According to this view, extinction learning itself may have been impaired when extinction training was conducted soon after conditioning. According to Wagner's SOP model (Wagner 1982), for example, a CS presented during extinction training will excite conditional responding when it activates a representation of the US in the A2 state. Subsequent presentations of the CS will promote inhibitory (extinction) learning when CS activity in A1 coincides with US activity in A2. As we have seen, however, conditional fear in the IMMED condition is substantial prior to the delivery of the first CS-alone extinction trial. Hence, it is possible that elements of both the CS and US are primed in A2 (perhaps by contextual stimuli common to the conditioning context or the recent delivery of CSs and USs during conditioning). This arrangement would retard inhibitory (or excitatory) learning between the CS and US. Short-term reductions in conditional responding as the CS might then result from additional self-generated priming of the CS to the A2 state. After a delay, we would posit that fewer CS and US elements are represented in the A2 state, and conditions therefore favor coincident activation of the CS to A1 and US to A2 that promotes extinction.

Interestingly, we found that the fear suppression generated by delayed CS-alone trials was context specific within 15 min of the end of the extinction session. To our knowledge, this is the first report of fear renewal within minutes of the end of extinction training. Indeed, most experiments have examined renewal effects at least 24 h after the end of extinction (Bouton et al. 2006). Insofar as time (both intertrial interval effects and the passage of time between extinction and retention) has been posited to regulate memory retrieval after extinction (Morris et al. 2005; Bouton and Garcia-Gutierrez 2006), these results indicate that a shift in environmental context that occurs within the temporal context of an extinction session is sufficient to yield a robust renewal of fear. Indeed, both short- and long-term extinction memories exhibit context dependence as long as extinction commences at least 24 h after conditioning.

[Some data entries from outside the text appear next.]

use std::time::{Duration, Instant};

use pulse_common::config::{Mode, ProbeConfig};
use pulse_common::network::status::{Status, StatusReport};
use pulse_common::network::target::Target;
use pulse_core::prober::{Prober, check_status};
use serde_json::json;
use tokio::io::AsyncReadExt;

use crate::util::{closed_port, listener};

const PROBE_TIMEOUT: Duration = Duration::from_secs(1);

/// TEST-NET-3, reserved for documentation and never routed.
const UNROUTABLE: &str = "203.0.113.1";

#[tokio::test]
async fn nothing_listening_reports_down() {
    let targets = vec![Target::new("frontend", "127.0.0.1", closed_port().await)];

    let report: StatusReport = check_status(targets, PROBE_TIMEOUT).await.unwrap();

    assert_eq!(serde_json::to_value(&report).unwrap(), json!({ "frontend": "DOWN" }));
}

#[tokio::test]
async fn listening_service_reports_up() {
    let (_listener, port) = listener().await;
    let targets = vec![Target::new("backend", "127.0.0.1", port)];

    let report: StatusReport = check_status(targets, PROBE_TIMEOUT).await.unwrap();

    assert_eq!(serde_json::to_value(&report).unwrap(), json!({ "backend": "UP" }));
}

#[tokio::test]
async fn localhost_name_is_resolved() {
    let (_listener, port) = listener().await;
    let targets = vec![Target::new("backend", "localhost", port)];

    let report: StatusReport = check_status(targets, PROBE_TIMEOUT).await.unwrap();

    assert_eq!(report.get("backend"), Some(Status::Up));
}

fn three_services(frontend: u16, backend: u16, redis: u16) -> Vec<Target> {
    vec![
        Target::new("frontend", "127.0.0.1", frontend),
        Target::new("backend", "127.0.0.1", backend),
        Target::new("redis", "127.0.0.1", redis),
    ]
}

#[tokio::test]
async fn only_backend_listening() {
    let (_backend, backend_port) = listener().await;
    let targets = three_services(closed_port().await, backend_port, closed_port().await);

    for mode in [Mode::Sequential, Mode::Concurrent] {
        let config = ProbeConfig::new(targets.clone(), PROBE_TIMEOUT).unwrap().with_mode(mode);
        let report: StatusReport = Prober::new(config).run().await;

        assert_eq!(
            serde_json::to_value(&report).unwrap(),
            json!({ "frontend": "DOWN", "backend": "UP", "redis": "DOWN" }),
            "mode {mode:?}"
        );
    }
}

#[tokio::test]
async fn report_has_exactly_one_entry_per_target() {
    let (_open, open_port) = listener().await;
    let targets = vec![
        Target::new("a", "127.0.0.1", open_port),
        Target::new("b", "127.0.0.1", closed_port().await),
        Target::new("c", "no-such-host.invalid", 80),
        Target::new("d", UNROUTABLE, 9),
    ];

    let report: StatusReport = check_status(targets.clone(), Duration::from_millis(300))
        .await
        .unwrap();

    assert_eq!(report.len(), targets.len());
    for target in &targets {
        assert!(report.get(&target.name).is_some(), "missing {}", target.name);
    }
}

#[tokio::test]
async fn unreachable_host_is_bounded_by_timeout() {
    let probe_timeout = Duration::from_millis(300);
    let targets = vec![Target::new("remote", UNROUTABLE, 9)];

    let started = Instant::now();
    let report: StatusReport = check_status(targets, probe_timeout).await.unwrap();
    let elapsed = started.elapsed();

    assert_eq!(report.get("remote"), Some(Status::Down));
    assert!(
        elapsed < probe_timeout + Duration::from_millis(700),
        "probe took {elapsed:?}"
    );
}

#[tokio::test]
async fn concurrent_mode_waits_about_one_timeout() {
    let probe_timeout = Duration::from_millis(300);
    let targets: Vec<Target> = (0..4)
        .map(|i| Target::new(format!("remote-{i}"), UNROUTABLE, 9 + i))
        .collect();
    let config = ProbeConfig::new(targets, probe_timeout)
        .unwrap()
        .with_mode(Mode::Concurrent);

    let started = Instant::now();
    let report: StatusReport = Prober::new(config).run().await;
    let elapsed = started.elapsed();

    assert_eq!(report.down_count(), 4);
    assert!(
        elapsed < probe_timeout * 3,
        "concurrent probes took {elapsed:?}"
    );
}

#[tokio::test]
async fn probe_closes_connection_without_sending_data() {
    let (listener, port) = listener().await;
    let server = tokio::spawn(async move {
        let (mut socket, _) = listener.accept().await.unwrap();
        let mut received: Vec<u8> = Vec::new();
        socket.read_to_end(&mut received).await.unwrap();
        received
    });

    let targets = vec![Target::new("backend", "127.0.0.1", port)];
    let report: StatusReport = check_status(targets, PROBE_TIMEOUT).await.unwrap();
    assert!(report.all_up());

    let received = tokio::time::timeout(Duration::from_secs(2), server)
        .await
        .expect("probe left the connection open")
        .unwrap();
    assert!(received.is_empty());
}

The neurobiological basis for the long-term extinction of fear has received considerable attention in recent years (Bouton et al. 2006; Quirk et al. 2006; Ji and Maren 2007; Quirk and Mueller 2008). Interactions among the hippocampus, the medial prefrontal cortex (mPFC), and the amygdala are thought to play a role in limiting the expression of fear responses. For example, there is growing evidence that the mPFC is positioned to reduce amygdala output by exciting inhibitory interneurons in the intercalated nuclei (Quirk et al. 2000; Milad and Quirk 2002; Pare et al. 2004; Santini et al. 2004). Moreover, the hippocampus may modulate this circuitry to gate when and where extinction is expressed (Thierry et al. 2000; Hobin et al. 2003; Sotres-Bayon et al. 2004), a feature that is critical for the contextual regulation of fear (Hobin et al. 2003; Maren 2005). With regard to the present experiments, it is not clear whether this circuit is also engaged by the delivery of CS-alone trials shortly after fear conditioning. One possibility is that neuronal activity in the amygdala is suppressed during the extinction session without actually engaging the inhibitory circuits stated above. Indeed, amygdala activity in response to novel stimuli, including acoustic tones, is known to rapidly habituate (LaBar et al. 1998; Herry et al. 2007), and this habituated neuronal response might reduce the behavioral expression of fear under some conditions (Kamprath and Wotjak 2004). Interestingly, the cellular mechanisms within the amygdala for early and late extinction may be different (Herry et al. 2006).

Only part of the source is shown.